AntaRNA [44, 45] is a recent program available since 2015, as a Web server at http://rna.informatik.uni-freiburg.de/AntaRNA/. It uses ant colony optimization to allow the design of structures, allowing pseudoknotted structures using hardcoded energy parameters. A sequence constraint can be provided in the IUPAC format. A visualization of the secondary structure with the sequence constraint is dynamically shown. Additionally, a target GC constraint can be set. The parameters of the ant colony algorithm can be modified through advanced options.

Each output sequence, up to a 100, is shown with its MFE structure and its distance from the target GC, target structure and target sequence. A click on a sequence will show a visualization of its secondary structure with the sequence embedded. Testing for Structure (2) while requesting 100 sequences took a few minutes on the Web server. All the results contained all the requested base pairs, a few additional base pairs were sometimes present. A convenient link to download all the sequences in FASTA format with or without their MFE is provided.

The python script requires the Vienna RNA Package and provides the same options as the Web server. For pseudoknots prediction, a finer control is provided requiring the user to have installed one of the programs RNAshapes studio [68] or HotKnots [69] or IPKnot [70]. All the options from the Web server are present and must be given through command line arguments. The script removes the limit of sequences sampled.

NUPACK in detail

NUPACK [35, 36] is a recent program developed in 2011. It is available as a Web server at http://www.nupack.org/design/new.

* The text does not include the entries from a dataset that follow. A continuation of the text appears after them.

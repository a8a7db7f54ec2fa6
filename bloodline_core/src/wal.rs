//! Write-ahead log ledger.
//!
//! Every commit is appended to a JSONL (JSON Lines) file under an exclusive
//! file lock before it becomes visible to queries. On open, the latest
//! snapshot is loaded and the log is replayed on top of it.

use crate::ledger::{Ledger, LedgerEntry, LedgerRecord, LedgerResult, Receipt};
use crate::policy::{Clock, SystemClock};
use crate::state::LedgerState;
use crate::types::{
    BloodGroup, BloodRequest, Donor, HospitalRef, Identity, InventoryRecord, RequestFilter,
    RequestId, ScheduledDonation,
};
use crate::Result;
use fs2::FileExt;
use std::fs::{File, OpenOptions};
use std::io::{BufRead, BufReader, Read, Seek, SeekFrom, Write};
use std::path::{Path, PathBuf};
use std::sync::{Arc, PoisonError, RwLock, RwLockWriteGuard};
use uuid::Uuid;

const LOG_FILE: &str = "ledger.wal";
const SNAPSHOT_FILE: &str = "snapshot.json";

/// Durable ledger backed by a JSONL log plus snapshots
///
/// Several handles, in this process or others, may share one directory.
/// Queries and commits first apply whatever other writers appended since
/// this handle last read the log. Each commit then checks its entry against
/// that state under the exclusive file lock: entries carry the prior count,
/// points total or request status they were computed from, and are rejected
/// if another writer changed it in between. A stale writer therefore never
/// overdraws inventory, completes a donation twice or skips a request
/// status.
pub struct JsonlLedger {
    dir: PathBuf,
    replica: RwLock<Replica>,
    clock: Arc<dyn Clock>,
}

/// In-memory state plus how much of the log it reflects
#[derive(Default)]
struct Replica {
    state: LedgerState,
    /// Bytes of the log already applied
    offset: u64,
    /// Highest sequence seen in the log, including records that were skipped
    log_sequence: u64,
}

impl JsonlLedger {
    /// Open (or create) a ledger in `dir`
    pub fn open(dir: impl Into<PathBuf>) -> Result<Self> {
        Self::open_with_clock(dir, Arc::new(SystemClock))
    }

    pub fn open_with_clock(dir: impl Into<PathBuf>, clock: Arc<dyn Clock>) -> Result<Self> {
        let dir = dir.into();
        std::fs::create_dir_all(&dir)?;

        let mut replica = Replica {
            state: LedgerState::load_snapshot(&dir.join(SNAPSHOT_FILE))?,
            ..Replica::default()
        };
        let base = replica.state.sequence();

        let log_path = dir.join(LOG_FILE);
        let mut replayed = 0;
        if log_path.exists() {
            let file = File::open(&log_path)?;
            file.lock_shared()?;
            let tail = catch_up(&file, &mut replica);
            file.unlock()?;
            replayed = tail?.replayed;
        }

        tracing::info!(
            "Opened ledger at {:?} (snapshot sequence {}, {} records replayed)",
            dir,
            base,
            replayed
        );

        Ok(Self {
            dir,
            replica: RwLock::new(replica),
            clock,
        })
    }

    pub fn log_path(&self) -> PathBuf {
        self.dir.join(LOG_FILE)
    }

    pub fn snapshot_path(&self) -> PathBuf {
        self.dir.join(SNAPSHOT_FILE)
    }

    /// Fold the log into a fresh snapshot and archive it
    ///
    /// The snapshot is fsynced before the log is renamed to
    /// `ledger.wal.processed`, so a crash in between only leaves records the
    /// next open skips by sequence number. Returns the snapshot sequence.
    ///
    /// Other processes must not hold this ledger open while it compacts.
    pub fn compact(&self) -> Result<u64> {
        let mut replica = self.write();
        let log_path = self.log_path();

        let file = OpenOptions::new()
            .create(true)
            .read(true)
            .append(true)
            .open(&log_path)?;
        file.lock_exclusive()?;
        let result = self.compact_locked(&file, &mut replica);
        file.unlock()?;
        result
    }

    fn compact_locked(&self, file: &File, replica: &mut Replica) -> Result<u64> {
        catch_up(file, replica)?;
        replica.state.save_snapshot(&self.snapshot_path())?;

        let log_path = self.log_path();
        let processed_path = log_path.with_extension("wal.processed");
        std::fs::rename(&log_path, &processed_path)?;
        replica.offset = 0;
        tracing::info!(
            "Compacted ledger at sequence {}, archived log to {:?}",
            replica.state.sequence(),
            processed_path
        );

        Ok(replica.state.sequence())
    }

    /// Catch up with records other writers appended, then check and append
    fn commit_locked(
        &self,
        file: &File,
        replica: &mut Replica,
        entry: LedgerEntry,
    ) -> LedgerResult<Receipt> {
        let tail = catch_up(file, replica)?;
        replica.state.check(&entry)?;

        let record = LedgerRecord {
            receipt: Receipt {
                id: Uuid::new_v4(),
                sequence: replica
                    .state
                    .next_sequence()
                    .max(replica.log_sequence + 1),
                committed_at: self.clock.now(),
            },
            entry,
        };
        write_line(file, &record, tail.torn)?;
        replica.state.replay(&record)?;
        replica.log_sequence = record.receipt.sequence;
        replica.offset = file.metadata()?.len();
        Ok(record.receipt)
    }

    /// State including every record appended so far, by any writer
    fn refreshed(&self) -> LedgerResult<RwLockWriteGuard<'_, Replica>> {
        let mut replica = self.write();
        let file = match File::open(self.log_path()) {
            Ok(file) => file,
            Err(e) if e.kind() == std::io::ErrorKind::NotFound => return Ok(replica),
            Err(e) => return Err(e.into()),
        };
        file.lock_shared()?;
        let tail = catch_up(&file, &mut replica);
        file.unlock()?;
        tail?;
        Ok(replica)
    }

    #[cfg(test)]
    fn read(&self) -> std::sync::RwLockReadGuard<'_, Replica> {
        self.replica.read().unwrap_or_else(PoisonError::into_inner)
    }

    fn write(&self) -> RwLockWriteGuard<'_, Replica> {
        self.replica.write().unwrap_or_else(PoisonError::into_inner)
    }
}

impl Ledger for JsonlLedger {
    fn commit(&self, entry: LedgerEntry) -> LedgerResult<Receipt> {
        let mut replica = self.write();

        let file = OpenOptions::new()
            .create(true)
            .read(true)
            .append(true)
            .open(self.log_path())?;
        file.lock_exclusive()?;
        let result = self.commit_locked(&file, &mut replica, entry);
        file.unlock()?;

        let receipt = result?;
        tracing::debug!("Appended ledger record at sequence {}", receipt.sequence);
        Ok(receipt)
    }

    fn query_donor(&self, identity: &Identity) -> LedgerResult<Option<Donor>> {
        Ok(self.refreshed()?.state.donor(identity))
    }

    fn query_donors(&self) -> LedgerResult<Vec<Donor>> {
        Ok(self.refreshed()?.state.donors())
    }

    fn query_scheduled_donations(&self, donor: &Identity) -> LedgerResult<Vec<ScheduledDonation>> {
        Ok(self.refreshed()?.state.scheduled_donations(donor))
    }

    fn query_inventory(
        &self,
        hospital: &HospitalRef,
        blood_group: BloodGroup,
    ) -> LedgerResult<Option<InventoryRecord>> {
        Ok(self.refreshed()?.state.inventory(hospital, blood_group))
    }

    fn query_hospital_inventory(&self, hospital: &HospitalRef) -> LedgerResult<Vec<InventoryRecord>> {
        Ok(self.refreshed()?.state.hospital_inventory(hospital))
    }

    fn query_request(&self, id: RequestId) -> LedgerResult<Option<BloodRequest>> {
        Ok(self.refreshed()?.state.request(id))
    }

    fn query_requests(&self, filter: &RequestFilter) -> LedgerResult<Vec<BloodRequest>> {
        Ok(self.refreshed()?.state.requests(filter))
    }
}

/// What a catch-up found at the end of the log
struct LogTail {
    /// Records applied by this catch-up
    replayed: usize,
    /// The log ends in a partial line that the next append must terminate
    torn: bool,
}

/// Apply complete lines past the replica's offset; caller holds a file lock
fn catch_up(file: &File, replica: &mut Replica) -> LedgerResult<LogTail> {
    let len = file.metadata()?.len();
    if len < replica.offset {
        tracing::warn!("Ledger log shrank below applied offset, rereading from start");
        replica.offset = 0;
    }

    let mut reader = file;
    reader.seek(SeekFrom::Start(replica.offset))?;
    let mut bytes = Vec::new();
    reader.read_to_end(&mut bytes)?;

    // Only whole lines are consumed; a partial tail is read again next time
    let complete = bytes
        .iter()
        .rposition(|&b| b == b'\n')
        .map_or(0, |newline| newline + 1);
    let mut tail = LogTail {
        replayed: 0,
        torn: complete < bytes.len(),
    };

    for line in String::from_utf8_lossy(&bytes[..complete]).lines() {
        if line.trim().is_empty() {
            continue;
        }
        let record = match serde_json::from_str::<LedgerRecord>(line) {
            Ok(record) => record,
            Err(e) => {
                tracing::warn!("Skipping unreadable ledger line: {}", e);
                continue;
            }
        };
        replica.log_sequence = replica.log_sequence.max(record.receipt.sequence);
        if record.receipt.sequence <= replica.state.sequence() {
            continue;
        }
        match replica.state.replay(&record) {
            Ok(()) => {
                tail.replayed += 1;
                tracing::debug!("Applied ledger record {}", record.receipt.sequence);
            }
            Err(e) => tracing::warn!(
                "Skipping ledger record {}: {}",
                record.receipt.sequence,
                e
            ),
        }
    }

    replica.offset += complete as u64;
    Ok(tail)
}

/// Append one record as a JSON line and sync it
fn write_line(file: &File, record: &LedgerRecord, torn: bool) -> LedgerResult<()> {
    let line = serde_json::to_string(record)?;
    let mut writer = std::io::BufWriter::new(file);
    if torn {
        tracing::warn!("Terminating partial line at end of ledger log");
        writer.write_all(b"\n")?;
    }
    writer.write_all(line.as_bytes())?;
    writer.write_all(b"\n")?;
    writer.flush()?;
    drop(writer);
    file.sync_data()?;
    Ok(())
}

/// Read all records from a ledger log
///
/// Lines that fail to parse are logged and skipped.
pub fn read_records(path: &Path) -> Result<Vec<LedgerRecord>> {
    if !path.exists() {
        return Ok(Vec::new());
    }

    let file = File::open(path)?;
    file.lock_shared()?;

    let reader = BufReader::new(&file);
    let mut records = Vec::new();

    for (line_num, line_result) in reader.lines().enumerate() {
        let line = line_result?;
        if line.trim().is_empty() {
            continue;
        }

        match serde_json::from_str::<LedgerRecord>(&line) {
            Ok(record) => records.push(record),
            Err(e) => {
                tracing::warn!("Failed to parse ledger record at line {}: {}", line_num + 1, e);
            }
        }
    }

    file.unlock()?;
    tracing::debug!("Read {} records from ledger log", records.len());
    Ok(records)
}

/// Remove archived `*.processed` logs from a ledger directory
pub fn cleanup_processed_logs(dir: &Path) -> Result<usize> {
    if !dir.exists() {
        return Ok(0);
    }

    let mut count = 0;
    for entry in std::fs::read_dir(dir)? {
        let path = entry?.path();
        if path.extension().is_some_and(|ext| ext == "processed") {
            std::fs::remove_file(&path)?;
            tracing::debug!("Removed processed log: {:?}", path);
            count += 1;
        }
    }

    if count > 0 {
        tracing::info!("Cleaned up {} processed ledger logs", count);
    }
    Ok(count)
}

Its objective is to minimize the ensemble defect for a pseudoknot-free structure. Its interface allows the user to specify a target secondary structure as a preference for DNA or RNA. An interesting feature of NUPACK is the ability to define unwanted motif by providing a list of forbidden sequence motifs, in IUPAC format. The Web server allows to choose between two energy models, Turner95 and Mathews99, dangles and setting the temperature. A maximum of 10 sequences can be designed concurrently.

The output presents the designed sequences. Tested on Structure (2), in a few minutes, 10 sequences were generated. An analysis of the sequences can be launched immediately to compute the MFE and base pair probabilities. A range of temperature can additionally be provided for this step. A link is provided to download the MFE secondary structure representation and the base pair probabilities.

NUPACK is also available as command line software and was tested on a MAC OS X 10.11.5. Some options are not available on the Web server, such as setting a seed sequence or specifying the concentration of salt and magnesium. A few parameters of the algorithm can also be modified from the command line as its random seed, which is necessary to generate different sequences.

IncaRNAfbinv in detail

IncaRNAfbinv [52] is a recent program for fragment-based design. It is available as a Web server at https://www.cs.bgu.ac.il/incaRNAfbinv/. The Web server combines two base applications: IncaRNAtion [47] and RNAfbinv [51]. Both applications are available as a stand-alone client. RNAfbinv uses simulated annealing with a four-nucleotide look ahead local search function. The function includes biologically meaningful constraints such as sequence constraints, fragment-based design and a variety of optional features. The resulting sequences fit a coarse-grained tree graph shape of the original target structure, thus allowing for flexibility. IncaRNAtion augments the local search method. It uses a global sampling approach and weighted sampling techniques. The sequences generated by IncaRNAtion are used as seed sequences for the local search. The incorporation of those seeds forces highly distributed results and better control of GC content.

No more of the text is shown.